Studio album by Big Big Train
- Released: 30 June 2023
- Recorded: 2018–2020, September 2022
- Studio: Abbey Road, London (strings); Friars Aylesbury, Buckinghamshire (live track);
- Genre: Progressive rock
- Length: 60:03

Big Big Train chronology
| Welcome to the Planet (2022) | Ingenious Devices (2023) | The Likes of Us (2024) |

= Ingenious Devices =

Ingenious Devices is a compilation album by English progressive rock band Big Big Train, released on 30 June 2023. It includes four studio tracks that were recorded in 2019 and one live track that was recorded in September 2022. Three tracks are re-recordings, except for the vocals of the late David Longdon.

== Background ==
The album includes a 17-piece string section that was recorded at Abbey Road Studios in 2018; this is featured on all of the studio tracks. These strings were recorded for the track "Voyager", from the album Grand Tour, though when it was recorded, they also recorded strings for "East Coast Racer", from English Electric Part Two. Strings were also recorded in 2020 for the upgraded version of the track "Brooklands", which was from the Folklore album.

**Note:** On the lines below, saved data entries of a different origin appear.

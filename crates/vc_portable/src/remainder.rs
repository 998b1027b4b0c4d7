/// Bytes of a record that the reading schema could not interpret.
///
/// Captured on read when the type declares a remainder field, and written
/// back verbatim unless the object is force-written at a lower version.
#[derive(Debug, Clone, PartialEq, Eq, Default)]
pub struct RemainderValue {
    origin_version: u32,
    payload: Option<Box<[u8]>>,
}

impl RemainderValue {
    #[inline]
    pub fn new(origin_version: u32, payload: Option<Box<[u8]>>) -> Self {
        Self {
            origin_version,
            payload,
        }
    }

    /// An empty `bytes` slice is stored as no payload.
    #[inline]
    pub fn capture(origin_version: u32, bytes: &[u8]) -> Self {
        let payload = (!bytes.is_empty()).then(|| bytes.into());
        Self::new(origin_version, payload)
    }

    /// Version of the record the bytes were read from.
    #[inline]
    pub fn origin_version(&self) -> u32 {
        self.origin_version
    }

    #[inline]
    pub fn payload(&self) -> Option<&[u8]> {
        self.payload.as_deref()
    }

    #[inline]
    pub fn is_empty(&self) -> bool {
        self.payload.is_none()
    }
}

The plan for these songs was to completely re-record them, but the death of lead singer David Longdon meant that the vocals from the original recordings would have to be used. On the decision to re-record the songs, founder and bassist Gregory Spawton said "I was always happy with the original recorded version of 'East Coast Racer', but adding the strings at Abbey Road gave the song a further lift and the new recording also features Dave Gregory's guitar solo on the closing section, a solo which has only previously featured on live performances of the song. I am pleased we now have the definitive studio version on Ingenious Devices. By contrast, I was never entirely satisfied with 'Brooklands' and felt it got a bit overlooked on the Folklore album, which is perhaps why we've not played the song live yet. The Abbey Road strings have significantly enhanced the song and I'm delighted with the outcome. The changes to 'Voyager' are more subtle but still elevate the song beyond the version on our Grand Tour album."

The other two tracks are an orchestral piece called "The Book of Ingenious Devices", and a live version of the song "Atlantic Cable", from the album Common Ground, which was recorded at Friars Aylesbury, Buckinghamshire in September 2022.

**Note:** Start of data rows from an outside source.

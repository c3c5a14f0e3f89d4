//! JSON encode/decode for DHT values, token assignments, and proxy-info
//! documents. Grounded on the teacher's `json.rs` (`serde_json::Value`
//! traversal helpers) and `parse/sse.rs` (parsing one streamed frame at a
//! time, tolerating a malformed frame without aborting the whole stream).

use serde::{Deserialize, Serialize};
use serde_json::Value as Json;

use crate::error::{Error, Result};
use crate::types::ProxyInfo;

/// An opaque DHT value. Unknown fields round-trip losslessly through the
/// embedded [`serde_json::Value`]; `id` is the only field this crate itself
/// inspects.
#[derive(Clone, Debug, PartialEq, Serialize, Deserialize)]
pub struct Value {
	#[serde(skip_serializing_if = "Option::is_none")]
	pub id: Option<String>,
	#[serde(flatten)]
	pub extra: Json,
}

impl Value {
	pub fn new(id: impl Into<String>, extra: Json) -> Self {
		Value {
			id: Some(id.into()),
			extra,
		}
	}
}

/// Parses one newline-delimited frame as a DHT value. A frame that is not
/// valid JSON is a soft failure: callers mark the surrounding operation
/// `ok = false` and keep draining the stream.
pub fn parse_value(frame: &str) -> Result<Value> {
	let frame = frame.trim();
	if frame.is_empty() {
		return Err(Error::Parse);
	}
	serde_json::from_str(frame).map_err(Into::into)
}

/// Parses the `{"token": <u64>}` document returned by a push-mode `SUBSCRIBE`.
pub fn parse_token(frame: &str) -> Result<u64> {
	#[derive(Deserialize)]
	struct TokenDoc {
		token: u64,
	}
	let doc: TokenDoc = serde_json::from_str(frame.trim())?;
	Ok(doc.token)
}

/// Parses the `GET /` proxy-info document.
pub fn parse_proxy_info(frame: &str) -> Result<ProxyInfo> {
	serde_json::from_str(frame.trim()).map_err(Into::into)
}

/// Serialises a value for `PUT`, optionally flagging it permanent.
pub fn serialize_put(value: &Value, permanent: bool) -> Result<String> {
	let mut doc = serde_json::to_value(value)?;
	if permanent {
		doc.as_object_mut()
			.ok_or(Error::Parse)?
			.insert("permanent".to_string(), Json::Bool(true));
	}
	Ok(doc.to_string())
}

/// Builds the single-line push-subscribe body. Embedded newlines are
/// replaced with spaces, matching the original's `fillBodyToGetToken`
/// (it must fit on one `\n`-terminated line).
pub fn serialize_subscribe_body(device_key: &str, callback_id: u64, is_android: bool) -> String {
	#[derive(Serialize)]
	struct SubscribeBody<'a> {
		key: &'a str,
		callback_id: u64,
		#[serde(rename = "isAndroid")]
		is_android: bool,
	}
	let body = SubscribeBody {
		key: device_key,
		callback_id,
		is_android,
	};
	serde_json::to_string(&body)
		.unwrap_or_default()
		.replace('\n', " ")
}

#[cfg(test)]
mod tests {
	use super::*;

	#[test]
	fn parses_value_with_id() {
		let v = parse_value(r#"{"id":"1","data":"YQ=="}"#).unwrap();
		assert_eq!(v.id.as_deref(), Some("1"));
	}

	#[test]
	fn rejects_blank_frame() {
		assert!(parse_value("   ").is_err());
	}

	#[test]
	fn parses_token() {
		assert_eq!(parse_token(r#"{"token":42}"#).unwrap(), 42);
	}

	#[test]
	fn serializes_permanent_put() {
		let v = Value::new("7", serde_json::json!({"data": "eA=="}));
		let s = serialize_put(&v, true).unwrap();
		let parsed: Json = serde_json::from_str(&s).unwrap();
		assert_eq!(parsed["permanent"], Json::Bool(true));
		assert_eq!(parsed["id"], Json::String("7".to_string()));
	}

	#[test]
	fn subscribe_body_has_no_embedded_newline() {
		let body = serialize_subscribe_body("dk", 3, true);
		assert!(!body.contains('\n'));
		assert!(body.contains("\"isAndroid\":true"));
	}
}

Differences from the original versions of the songs include an extended outro section to "East Coast Racer", which was written by then keyboardist Danny Manners for live shows with a guitar solo from then guitarist Dave Gregory. This song was completely re-recorded by the 2019 line-up. "Brooklands" includes newly recorded drums, bass and bass pedals, and "Voyager" includes additional guitar and violin.

== Track listing ==

Ingenious Devices track listing
| No. | Title | Music | Original album | Length |
|---|---|---|---|---|
| 1. | "East Coast Racer" | Gregory Spawton and Danny Manners (Closing Section) | English Electric Part Two | 15:52 |
| 2. | "The Book of Ingenious Devices" |  |  | 1:23 |
| 3. | "Brooklands" |  | Folklore | 12:29 |
| 4. | "Voyager" |  | Grand Tour | 14:10 |
| 5. | "Atlantic Cable" (live) |  | Common Ground | 15:24 |

== Personnel ==
"East Coast Racer", "Brooklands" and "Voyager"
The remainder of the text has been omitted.